Indications for VIVITROL:
Alcohol dependence in patients who are able to abstain from alcohol in an outpatient setting, in conjunction with psychosocial support (eg, counseling or group therapy). Prevention of relapse to opioid dependence following opioid detoxification.
Must be administered by a healthcare provider as an IM inj into alternating buttocks. 380mg once every 4 weeks. Switching from buprenorphine, buprenorphine/naloxone, or methadone: monitor for precipitation of withdrawal symptoms and treat with non-opioid drugs.
Concomitant opioids. Current physiologic opioid dependence. Acute opiate withdrawal. Failed naloxone challenge test. Positive urine test for opioids. Previous hypersensitivity to PLG or carboxymethylcellulose (in diluent).
Vulnerability to opioid overdose (eg, at end of a dosing interval, after missing a dose, or after discontinuing treatment). Precipitation of opioid withdrawal: consider naloxone challenge test before treating to exclude recent (7–10 days) opioid use. Moderate to severe renal dysfunction. Risk of hepatic injury; discontinue if acute hepatitis develops. Risk of eosinophilic pneumonia; follow-up if respiratory symptoms occur. Monitor for depression and/or suicidality. Advise patient of reduced post-treatment opioid tolerance and of danger of attempting to overcome opioid blockade; advise use of medication alert documentation. Coagulation disorders. Discontinue if hypersensitivity reactions develop. Elderly. Pregnancy. Nursing mothers.

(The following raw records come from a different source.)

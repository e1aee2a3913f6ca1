// =============================================================================
// Static Site Sink — index.html + data.json
// =============================================================================
//
// Writes use an atomic tmp + rename so a crash mid-write never leaves a
// half-written page behind for the static host to serve.
// =============================================================================

use std::path::{Path, PathBuf};

use anyhow::{Context, Result};
use tracing::info;

use crate::report::html::render_html;
use crate::report::{Report, ReportSink};

pub const HTML_FILE: &str = "index.html";
pub const JSON_FILE: &str = "data.json";

/// Publishes a report as two files inside `output_dir`.
#[derive(Debug, Clone)]
pub struct StaticSiteSink {
    output_dir: PathBuf,
}

impl StaticSiteSink {
    pub fn new(output_dir: impl Into<PathBuf>) -> Self {
        Self { output_dir: output_dir.into() }
    }

    pub fn html_path(&self) -> PathBuf {
        self.output_dir.join(HTML_FILE)
    }

    pub fn json_path(&self) -> PathBuf {
        self.output_dir.join(JSON_FILE)
    }
}

impl ReportSink for StaticSiteSink {
    fn publish(&self, report: &Report) -> Result<()> {
        std::fs::create_dir_all(&self.output_dir).with_context(|| {
            format!("failed to create output directory {}", self.output_dir.display())
        })?;

        write_atomic(&self.html_path(), &render_html(report))?;
        write_atomic(&self.json_path(), &report.to_json()?)?;

        info!(
            dir = %self.output_dir.display(),
            results = report.results.len(),
            "report published"
        );
        Ok(())
    }
}

/// Write to a temporary sibling file, then rename over `path`.
fn write_atomic(path: &Path, content: &str) -> Result<()> {
    let mut tmp_name = path.as_os_str().to_owned();
    tmp_name.push(".tmp");
    let tmp_path = PathBuf::from(tmp_name);

    std::fs::write(&tmp_path, content)
        .with_context(|| format!("failed to write {}", tmp_path.display()))?;

    std::fs::rename(&tmp_path, path)
        .with_context(|| format!("failed to rename {} to {}", tmp_path.display(), path.display()))?;

    Ok(())
}
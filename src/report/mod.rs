// =============================================================================
// Report Module
// =============================================================================
//
// A `Report` is the sorted result set plus per-bucket counts, stamped with
// its generation time.  Sinks turn it into something people (HTML) and
// machines (JSON snapshot) can read.  An empty report is valid and renders
// an explicit "no data" state.

pub mod html;
pub mod sink;

pub use sink::StaticSiteSink;

use anyhow::{Context, Result};
use chrono::{DateTime, Utc};
use serde::{Deserialize, Serialize};

use crate::classifier::Classification;
use crate::types::{AssetResult, CategoryStats};

/// Human-readable timestamp used in both the page and the snapshot.
pub const TIMESTAMP_FORMAT: &str = "%Y-%m-%d %H:%M:%S UTC";

/// Quote currency assumed when none is given.
pub const DEFAULT_CURRENCY: &str = "usd";

/// Destination for a finished screener run.
pub trait ReportSink {
    fn publish(&self, report: &Report) -> Result<()>;
}

/// One screener run, ready for publishing.
#[derive(Debug, Clone)]
pub struct Report {
    pub generated_at: DateTime<Utc>,
    /// Sorted by RSI ascending.
    pub results: Vec<AssetResult>,
    pub stats: CategoryStats,
    /// Lower-case quote currency of prices (e.g. "usd").
    pub currency: String,
}

/// Machine-readable form written to `data.json`.
#[derive(Debug, Clone, PartialEq, Serialize, Deserialize)]
pub struct Snapshot {
    pub timestamp: String,
    pub currency: String,
    pub results: Vec<AssetResult>,
    pub stats: CategoryStats,
}

impl Report {
    pub fn new(results: Vec<AssetResult>, generated_at: DateTime<Utc>) -> Self {
        let stats = CategoryStats::from_results(&results);
        Self { generated_at, results, stats, currency: DEFAULT_CURRENCY.to_string() }
    }

    pub fn with_currency(mut self, currency: &str) -> Self {
        self.currency = currency.trim().to_lowercase();
        self
    }

    pub fn is_empty(&self) -> bool {
        self.results.is_empty()
    }

    pub fn timestamp(&self) -> String {
        self.generated_at.format(TIMESTAMP_FORMAT).to_string()
    }

    /// Up to `n` oversold coins, lowest RSI first.
    ///
    /// Scans the whole list: a Neutral coin whose rounded RSI ties an
    /// Oversold one may sort ahead of it.
    pub fn most_oversold(&self, n: usize) -> Vec<&AssetResult> {
        self.results
            .iter()
            .filter(|r| r.classification == Classification::Oversold)
            .take(n)
            .collect()
    }

    /// Up to `n` overbought coins, highest RSI first; ties keep list order.
    pub fn most_overbought(&self, n: usize) -> Vec<&AssetResult> {
        let mut overbought: Vec<&AssetResult> = self
            .results
            .iter()
            .filter(|r| r.classification == Classification::Overbought)
            .collect();
        overbought.sort_by(|a, b| b.rsi.total_cmp(&a.rsi));
        overbought.truncate(n);
        overbought
    }

    pub fn snapshot(&self) -> Snapshot {
        Snapshot {
            timestamp: self.timestamp(),
            currency: self.currency.clone(),
            results: self.results.clone(),
            stats: self.stats,
        }
    }

    /// Pretty-printed JSON snapshot.
    pub fn to_json(&self) -> Result<String> {
        serde_json::to_string_pretty(&self.snapshot()).context("failed to serialise report snapshot")
    }
}

#[cfg(test)]
pub(crate) mod test_support {
    use super::*;
    use chrono::TimeZone;

    pub fn asset(symbol: &str, rsi: f64, classification: Classification) -> AssetResult {
        AssetResult {
            symbol: symbol.to_string(),
            name: format!("{symbol} Token"),
            current_price: 1234.5,
            market_cap: 9_876_543.0,
            market_cap_rank: Some(7),
            price_change_24h_pct: 2.5,
            price_change_7d_pct: -4.25,
            rsi,
            classification,
        }
    }

    pub fn fixed_time() -> DateTime<Utc> {
        Utc.with_ymd_and_hms(2026, 10, 19, 8, 30, 0).unwrap()
    }

    pub fn sample_report() -> Report {
        Report::new(
            vec![
                asset("AAA", 12.0, Classification::Oversold),
                asset("BBB", 25.5, Classification::Oversold),
                asset("CCC", 48.0, Classification::Neutral),
                asset("DDD", 71.0, Classification::Overbought),
                asset("EEE", 88.8, Classification::Overbought),
            ],
            fixed_time(),
        )
    }
}
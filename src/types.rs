// =============================================================================
// Shared types used across the screener
// =============================================================================

use serde::{Deserialize, Serialize};

use crate::classifier::Classification;

/// Screener verdict for a single coin.  Built once per run, never mutated.
#[derive(Debug, Clone, PartialEq, Serialize, Deserialize)]
pub struct AssetResult {
    /// Ticker, upper-cased (e.g. "BTC").
    pub symbol: String,
    pub name: String,
    pub current_price: f64,
    pub market_cap: f64,
    /// `None` when the data source has not ranked the coin.
    pub market_cap_rank: Option<u32>,
    #[serde(rename = "price_change_24h")]
    pub price_change_24h_pct: f64,
    #[serde(rename = "price_change_7d")]
    pub price_change_7d_pct: f64,
    /// Latest RSI, rounded to two decimals.
    pub rsi: f64,
    #[serde(rename = "category")]
    pub classification: Classification,
}

/// Per-bucket counts over a result set.
#[derive(Debug, Clone, Copy, Default, PartialEq, Eq, Serialize, Deserialize)]
pub struct CategoryStats {
    pub oversold: usize,
    pub neutral: usize,
    pub overbought: usize,
    pub total: usize,
}

impl CategoryStats {
    pub fn from_results(results: &[AssetResult]) -> Self {
        results.iter().fold(Self::default(), |mut acc, r| {
            match r.classification {
                Classification::Oversold => acc.oversold += 1,
                Classification::Neutral => acc.neutral += 1,
                Classification::Overbought => acc.overbought += 1,
            }
            acc.total += 1;
            acc
        })
    }
}

/// Round to two decimal places, half away from zero.
pub fn round2(value: f64) -> f64 {
    (value * 100.0).round() / 100.0
}

#[cfg(test)]
mod tests {
    use super::*;

    fn result(symbol: &str, rsi: f64, classification: Classification) -> AssetResult {
        AssetResult {
            symbol: symbol.to_string(),
            name: symbol.to_lowercase(),
            current_price: 1.0,
            market_cap: 1_000.0,
            market_cap_rank: Some(1),
            price_change_24h_pct: 0.0,
            price_change_7d_pct: 0.0,
            rsi,
            classification,
        }
    }

    #[test]
    fn stats_count_each_bucket() {
        let results = vec![
            result("A", 10.0, Classification::Oversold),
            result("B", 20.0, Classification::Oversold),
            result("C", 50.0, Classification::Neutral),
            result("D", 90.0, Classification::Overbought),
        ];
        let stats = CategoryStats::from_results(&results);
        assert_eq!(
            stats,
            CategoryStats { oversold: 2, neutral: 1, overbought: 1, total: 4 }
        );
    }

    #[test]
    fn stats_empty() {
        assert_eq!(CategoryStats::from_results(&[]), CategoryStats::default());
    }

    #[test]
    fn round2_behaviour() {
        assert_eq!(round2(66.24961855355505), 66.25);
        assert_eq!(round2(10.526095797545068), 10.53);
        assert_eq!(round2(100.0), 100.0);
    }

    #[test]
    fn serialises_with_report_field_names() {
        let json = serde_json::to_value(result("BTC", 42.0, Classification::Neutral)).unwrap();
        assert_eq!(json["category"], "Neutral");
        assert_eq!(json["price_change_24h"], 0.0);
        assert_eq!(json["market_cap_rank"], 1);
    }
}
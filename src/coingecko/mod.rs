// =============================================================================
// CoinGecko Data Source
// =============================================================================
//
// Supplies the screener with the top coins by market cap, each carrying a
// 7-day hourly price sparkline.  Transport failures collapse to an empty
// list at this boundary.

pub mod client;
pub mod types;

pub use client::CoinGeckoClient;
pub use types::{label_of, CoinMarket};
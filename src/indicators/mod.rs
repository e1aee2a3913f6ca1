// =============================================================================
// Technical Indicators Module
// =============================================================================
//
// Pure, side-effect-free momentum indicators used by the screener.  They are
// total functions: insufficient data degrades to neutral values rather than
// an error, so a short sparkline never aborts a run.

pub mod rsi;

pub use rsi::{current_rsi, DEFAULT_RSI_PERIOD};
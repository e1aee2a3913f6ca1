// =============================================================================
// Crypto RSI Screener — Main Entry Point
// =============================================================================
//
// One pass per invocation:
//   fetch top coins  →  RSI per sparkline  →  classify + sort  →  publish
//
// A failed fetch is not fatal: the run continues with zero assets and still
// publishes an explicit "no data" report.  Only a failure to write the report
// ends the process with a non-zero status.
// =============================================================================

// ── Module declarations ──────────────────────────────────────────────────────
mod classifier;
mod coingecko;
mod config;
mod indicators;
mod pipeline;
mod report;
mod types;

use anyhow::Context;
use chrono::Utc;
use tracing::{info, warn};
use tracing_subscriber::EnvFilter;

use crate::coingecko::CoinGeckoClient;
use crate::config::ScreenerConfig;
use crate::pipeline::Screener;
use crate::report::{Report, ReportSink, StaticSiteSink};

/// Config file consulted when `RSI_SCREENER_CONFIG` is unset.
const DEFAULT_CONFIG_PATH: &str = "screener_config.json";

/// How many coins to list under "most oversold" / "most overbought".
const SUMMARY_TOP_N: usize = 3;

#[tokio::main(flavor = "current_thread")]
async fn main() -> anyhow::Result<()> {
    // ── 1. Environment & config ──────────────────────────────────────────
    let _ = dotenv::dotenv();

    tracing_subscriber::fmt()
        .with_env_filter(
            EnvFilter::try_from_default_env().unwrap_or_else(|_| EnvFilter::new("info")),
        )
        .init();

    info!("Crypto RSI Screener starting");

    let config_path =
        std::env::var("RSI_SCREENER_CONFIG").unwrap_or_else(|_| DEFAULT_CONFIG_PATH.into());
    let mut config = ScreenerConfig::load(&config_path).unwrap_or_else(|e| {
        warn!(error = %e, "Failed to load config, using defaults");
        ScreenerConfig::default()
    });
    config.apply_env(|key| std::env::var(key).ok());
    config.validate();

    info!(
        vs_currency = %config.vs_currency,
        per_page = config.per_page,
        rsi_period = config.rsi_period,
        output_dir = %config.output_dir.display(),
        "Configured screener"
    );

    // ── 2. Fetch ─────────────────────────────────────────────────────────
    info!("Fetching cryptocurrency data...");
    let client = CoinGeckoClient::new(&config)?;
    let raw_coins = client.fetch_markets_or_empty().await;

    // ── 3. Analyse ───────────────────────────────────────────────────────
    let results = Screener::from_config(&config).analyze(&raw_coins);
    let report = Report::new(results, Utc::now()).with_currency(&config.vs_currency);
    log_summary(&report);

    // ── 4. Publish ───────────────────────────────────────────────────────
    let sink = StaticSiteSink::new(&config.output_dir);
    sink.publish(&report)
        .with_context(|| format!("failed to publish report to {}", config.output_dir.display()))?;

    info!(path = %sink.html_path().display(), "HTML report generated");
    Ok(())
}

/// Log category counts and the most extreme readings.
fn log_summary(report: &Report) {
    if report.is_empty() {
        warn!("No results to display");
        return;
    }

    let stats = &report.stats;
    info!(
        analysed = stats.total,
        oversold = stats.oversold,
        neutral = stats.neutral,
        overbought = stats.overbought,
        "Summary"
    );

    for coin in report.most_oversold(SUMMARY_TOP_N) {
        info!(symbol = %coin.symbol, rsi = coin.rsi, "Most oversold");
    }
    for coin in report.most_overbought(SUMMARY_TOP_N) {
        info!(symbol = %coin.symbol, rsi = coin.rsi, "Most overbought");
    }
}
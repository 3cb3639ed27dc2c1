//! AMTRON command line tool
//!
//! Usage: amtron --host 192.168.1.50 read
//!        amtron --config amtron.yaml watch --interval 15
//!        amtron --host 192.168.1.50 set-current 10

use std::path::PathBuf;
use std::sync::Arc;

use clap::{Parser, Subcommand};
use figment::providers::Serialized;
use serde::Serialize;
use tracing::info;

use amtron_modbus::{
    logging, validate_connection, ChargerConfig, ControlMediator, Coordinator, ModbusTcpClient,
    PollScheduler, Snapshot, SnapshotAcquirer,
};

type BoxError = Box<dyn std::error::Error + Send + Sync>;

/// MENNEKES AMTRON Modbus TCP client
#[derive(Parser)]
#[command(name = "amtron")]
#[command(author, version, about, long_about = None)]
struct Cli {
    /// Charger IP address or hostname
    #[arg(long, global = true, env = "AMTRON_HOST")]
    host: Option<String>,

    /// Modbus TCP port
    #[arg(long, global = true)]
    port: Option<u16>,

    /// Modbus unit id (1-247)
    #[arg(long, global = true)]
    unit_id: Option<u8>,

    /// Configuration file (toml, yaml or json)
    #[arg(short, long, global = true)]
    config: Option<PathBuf>,

    /// Log level when RUST_LOG is not set
    #[arg(long, global = true, default_value = "info")]
    log_level: String,

    /// Trace every Modbus frame as hex
    #[arg(long, global = true)]
    packet_log: bool,

    #[command(subcommand)]
    command: Commands,
}

#[derive(Subcommand)]
enum Commands {
    /// Check that the charger accepts a TCP connection
    Check,

    /// Run one poll cycle and print the snapshot
    Read {
        /// Print JSON instead of a table
        #[arg(long)]
        json: bool,
    },

    /// Poll continuously and print every new snapshot
    Watch {
        /// Poll interval in seconds (5-60)
        #[arg(short, long)]
        interval: Option<u64>,

        /// Print JSON lines instead of tables
        #[arg(long)]
        json: bool,
    },

    /// Set the HEMS current limit in A (1-5 A pauses charging)
    SetCurrent { amps: f64 },

    /// Set the HEMS power limit in W (1-1379 W pauses charging)
    SetPower { watts: f64 },

    /// Allow charging at 16 A
    Enable,

    /// Pause charging
    Disable,
}

/// Command line values that override file and environment settings
#[derive(Serialize)]
struct Overrides {
    #[serde(skip_serializing_if = "Option::is_none")]
    host: Option<String>,
    #[serde(skip_serializing_if = "Option::is_none")]
    port: Option<u16>,
    #[serde(skip_serializing_if = "Option::is_none")]
    unit_id: Option<u8>,
    #[serde(skip_serializing_if = "Option::is_none")]
    scan_interval_secs: Option<u64>,
}

fn print_snapshot(snapshot: &Snapshot, json: bool) -> Result<(), BoxError> {
    if json {
        println!("{}", serde_json::to_string(snapshot)?);
    } else {
        println!("{}", snapshot);
    }
    Ok(())
}

#[tokio::main]
async fn main() -> Result<(), BoxError> {
    let cli = Cli::parse();
    logging::init(&cli.log_level)?;

    let interval = match &cli.command {
        Commands::Watch { interval, .. } => *interval,
        _ => None,
    };
    let overrides = Overrides {
        host: cli.host.clone(),
        port: cli.port,
        unit_id: cli.unit_id,
        scan_interval_secs: interval,
    };
    let config = ChargerConfig::load_with(cli.config.as_deref(), Serialized::defaults(overrides))?;

    if let Commands::Check = cli.command {
        validate_connection(&config).await?;
        println!("Charger at {} is reachable", config.endpoint());
        return Ok(());
    }

    let client: Arc<ModbusTcpClient> = Arc::new(config.build_client());
    client.set_packet_logging(cli.packet_log).await;

    let acquirer = SnapshotAcquirer::with_limits(client, config.device_limits());
    let coordinator = Arc::new(Coordinator::new(acquirer));
    let result = run(cli.command, &config, coordinator.clone()).await;

    coordinator.shutdown().await.ok();
    result
}

async fn run(
    command: Commands,
    config: &ChargerConfig,
    coordinator: Arc<Coordinator<ModbusTcpClient>>,
) -> Result<(), BoxError> {
    let control = ControlMediator::new(coordinator.clone());

    match command {
        Commands::Check => {}
        Commands::Read { json } => {
            let snapshot = coordinator.refresh().await?;
            if let Some(report) = coordinator.last_report() {
                for degraded in &report.degraded {
                    info!("{} block used defaults: {}", degraded.kind.name(), degraded.reason);
                }
            }
            print_snapshot(&snapshot, json)?;
        }
        Commands::Watch { json, .. } => {
            let scheduler = Arc::new(PollScheduler::new(coordinator.clone(), config.scan_interval()));
            let mut updates = coordinator.subscribe();
            let runner = {
                let scheduler = scheduler.clone();
                tokio::spawn(async move { scheduler.start().await })
            };

            loop {
                tokio::select! {
                    changed = updates.changed() => {
                        if changed.is_err() {
                            break;
                        }
                        let latest = updates.borrow_and_update().clone();
                        if let Some(snapshot) = latest {
                            print_snapshot(&snapshot, json)?;
                        }
                    }
                    _ = tokio::signal::ctrl_c() => {
                        info!("Interrupted");
                        break;
                    }
                }
            }

            scheduler.stop();
            runner.await?;
        }
        Commands::SetCurrent { amps } => {
            let written = control.set_current_limit(amps).await?;
            println!("Current limit set to {} A", written);
            print_latest(&coordinator);
        }
        Commands::SetPower { watts } => {
            let written = control.set_power_limit(watts).await?;
            println!("Power limit set to {} W", written);
            print_latest(&coordinator);
        }
        Commands::Enable => {
            let written = control.enable_charging().await?;
            println!("Charging enabled at {} A", written);
            print_latest(&coordinator);
        }
        Commands::Disable => {
            control.disable_charging().await?;
            println!("Charging paused");
            print_latest(&coordinator);
        }
    }
    Ok(())
}

fn print_latest(coordinator: &Coordinator<ModbusTcpClient>) {
    match coordinator.latest() {
        Some(snapshot) => println!("{}", snapshot),
        None => println!("(no snapshot: {})", coordinator.last_error().unwrap_or_default()),
    }
}
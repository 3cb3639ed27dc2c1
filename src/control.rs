//! HEMS control points
//!
//! The charger accepts two write-back limits. Neither is a plain clamp: a
//! request strictly between zero and the device's minimum operating level is
//! written as zero (pause), because the charger cannot sustain it.
//!
//! | Point | Register | Unit | Pause below | Display range |
//! |-------|----------|------|-------------|---------------|
//! | current limit | 2000 | A | 6 | 0-32, step 1 |
//! | power limit | 2002 | W | 1380 | 0-22080, step 230 |

use std::fmt;
use std::sync::Arc;

use tracing::{error, info, warn};

use crate::client::RegisterTransport;
use crate::error::ChargerError;
use crate::registers::{REG_HEMS_CURRENT_LIMIT, REG_HEMS_POWER_LIMIT};
use crate::scheduler::Coordinator;
use crate::snapshot::Field;

/// Minimum current the charger can sustain, A
pub const MIN_CHARGING_CURRENT: u16 = 6;

/// Maximum charging current, A
pub const MAX_CHARGING_CURRENT: u16 = 32;

/// Minimum single-phase charging power (6 A x 230 V), W
pub const MIN_CHARGING_POWER: u16 = 1380;

/// Maximum charging power (32 A x 3 phases x 230 V), W
pub const MAX_CHARGING_POWER: u16 = 22080;

/// Power slider step, about 1 A per phase, W
pub const CHARGING_POWER_STEP: u16 = 230;

/// Current written when charging is switched on, A
pub const DEFAULT_ENABLE_CURRENT: u16 = 16;

/// Bounds a user interface should offer for a control point.
///
/// These are hints only; the write policy is [`ControlPoint::coerce`].
#[derive(Debug, Clone, Copy, PartialEq, Eq)]
pub struct DisplayRange {
    pub min: u16,
    pub max: u16,
    pub step: u16,
}

/// Writable HEMS limit
#[derive(Debug, Clone, Copy, PartialEq, Eq, Hash)]
pub enum ControlPoint {
    CurrentLimit,
    PowerLimit,
}

impl ControlPoint {
    /// Holding register written
    pub fn address(self) -> u16 {
        match self {
            ControlPoint::CurrentLimit => REG_HEMS_CURRENT_LIMIT,
            ControlPoint::PowerLimit => REG_HEMS_POWER_LIMIT,
        }
    }

    pub fn unit(self) -> &'static str {
        match self {
            ControlPoint::CurrentLimit => "A",
            ControlPoint::PowerLimit => "W",
        }
    }

    /// Smallest non-zero value the device accepts
    pub fn minimum(self) -> u16 {
        match self {
            ControlPoint::CurrentLimit => MIN_CHARGING_CURRENT,
            ControlPoint::PowerLimit => MIN_CHARGING_POWER,
        }
    }

    pub fn display_range(self) -> DisplayRange {
        match self {
            ControlPoint::CurrentLimit => DisplayRange {
                min: 0,
                max: MAX_CHARGING_CURRENT,
                step: 1,
            },
            ControlPoint::PowerLimit => DisplayRange {
                min: 0,
                max: MAX_CHARGING_POWER,
                step: CHARGING_POWER_STEP,
            },
        }
    }

    /// Snapshot field that reflects this limit
    pub fn field(self) -> Field {
        match self {
            ControlPoint::CurrentLimit => Field::HemsCurrentLimit,
            ControlPoint::PowerLimit => Field::HemsPowerLimit,
        }
    }

    /// Apply the write policy: `0 < value < minimum` becomes 0, anything
    /// else is written unchanged. Values above the display maximum are left
    /// for the device to judge.
    pub fn coerce(self, value: u16) -> u16 {
        if value > 0 && value < self.minimum() {
            0
        } else {
            value
        }
    }

    /// Coerce a caller-supplied number: truncated toward zero, then
    /// [`coerce`](Self::coerce)d. `None` when the number does not fit the
    /// register (negative, above `u16::MAX`, NaN or infinite).
    pub fn coerce_requested(self, requested: f64) -> Option<u16> {
        if !requested.is_finite() || requested < 0.0 {
            return None;
        }
        let whole = requested.trunc();
        if whole > f64::from(u16::MAX) {
            return None;
        }
        Some(self.coerce(whole as u16))
    }
}

impl fmt::Display for ControlPoint {
    fn fmt(&self, f: &mut fmt::Formatter<'_>) -> fmt::Result {
        match self {
            ControlPoint::CurrentLimit => f.write_str("current limit"),
            ControlPoint::PowerLimit => f.write_str("power limit"),
        }
    }
}

/// A requested write, before coercion
#[derive(Debug, Clone, Copy, PartialEq)]
pub struct ControlRequest {
    pub point: ControlPoint,
    pub requested: f64,
}

impl ControlRequest {
    pub fn new(point: ControlPoint, requested: f64) -> Self {
        Self { point, requested }
    }

    pub fn current_limit(amps: f64) -> Self {
        Self::new(ControlPoint::CurrentLimit, amps)
    }

    pub fn power_limit(watts: f64) -> Self {
        Self::new(ControlPoint::PowerLimit, watts)
    }

    /// Value that will actually be written, `None` if the request is out
    /// of the register range
    pub fn coerced(&self) -> Option<u16> {
        self.point.coerce_requested(self.requested)
    }
}

/// Writes control points and triggers a refresh afterwards
pub struct ControlMediator<T: RegisterTransport> {
    coordinator: Arc<Coordinator<T>>,
}

impl<T: RegisterTransport> ControlMediator<T> {
    pub fn new(coordinator: Arc<Coordinator<T>>) -> Self {
        Self { coordinator }
    }

    /// Coerce and write one control point.
    ///
    /// Returns the value written. A number the register cannot hold is
    /// rejected before anything is sent. A failed write leaves no local trace
    /// and is not retried. After a successful write a refresh is attempted; its
    /// failure does not fail the write.
    pub async fn apply(&self, request: ControlRequest) -> Result<u16, ChargerError> {
        let point = request.point;
        let value = request.coerced().ok_or_else(|| {
            warn!("Rejected {} request {} {}", point, request.requested, point.unit());
            ChargerError::InvalidRequest {
                point,
                requested: request.requested,
            }
        })?;
        if f64::from(value) != request.requested.trunc() {
            info!(
                "Requested {} {} {} adjusted to {} {}",
                point,
                request.requested,
                point.unit(),
                value,
                point.unit()
            );
        }

        let transport = self.coordinator.transport();
        let written = async {
            if !transport.is_connected() {
                transport.connect().await?;
            }
            transport.write_register(point.address(), value).await
        }
        .await;

        if let Err(e) = written {
            error!("Failed to set {}: {}", point, e);
            return Err(ChargerError::WriteFailed { point, source: e });
        }
        info!("Set {} to {} {}", point, value, point.unit());

        if let Err(e) = self.coordinator.refresh().await {
            warn!("Refresh after setting {} failed: {}", point, e);
        }
        Ok(value)
    }

    /// Write the HEMS current limit in amperes
    pub async fn set_current_limit(&self, amps: f64) -> Result<u16, ChargerError> {
        self.apply(ControlRequest::current_limit(amps)).await
    }

    /// Write the HEMS power limit in watts
    pub async fn set_power_limit(&self, watts: f64) -> Result<u16, ChargerError> {
        self.apply(ControlRequest::power_limit(watts)).await
    }

    /// Allow charging at the default current
    pub async fn enable_charging(&self) -> Result<u16, ChargerError> {
        self.set_current_limit(f64::from(DEFAULT_ENABLE_CURRENT)).await
    }

    /// Pause charging
    pub async fn disable_charging(&self) -> Result<u16, ChargerError> {
        self.set_current_limit(0.0).await
    }

    /// From the latest snapshot; `None` before the first successful poll
    pub fn is_charging_enabled(&self) -> Option<bool> {
        self.coordinator
            .latest()
            .map(|snapshot| snapshot.is_charging_enabled())
    }

    /// Current value of a control point from the latest snapshot
    pub fn current_value(&self, point: ControlPoint) -> Option<u16> {
        self.coordinator
            .latest()
            .and_then(|snapshot| snapshot.get(point.field()).as_word())
    }
}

See Contraindications. Antagonizes opioids (eg, antitussives, antidiarrheals, analgesics); use non-opioids, and/or anesthesia if pain management is necessary. May interfere with urine opioid tests.
Nausea, vomiting, muscle cramps, somnolence/sedation, fatigue, headache, dizziness, decreased appetite, inj site reactions (may be serious; eg, induration, cellulitis, hematoma, abscess, sterile abscess, necrosis), hepatotoxicity; rare: allergic (eosinophilic) pneumonia.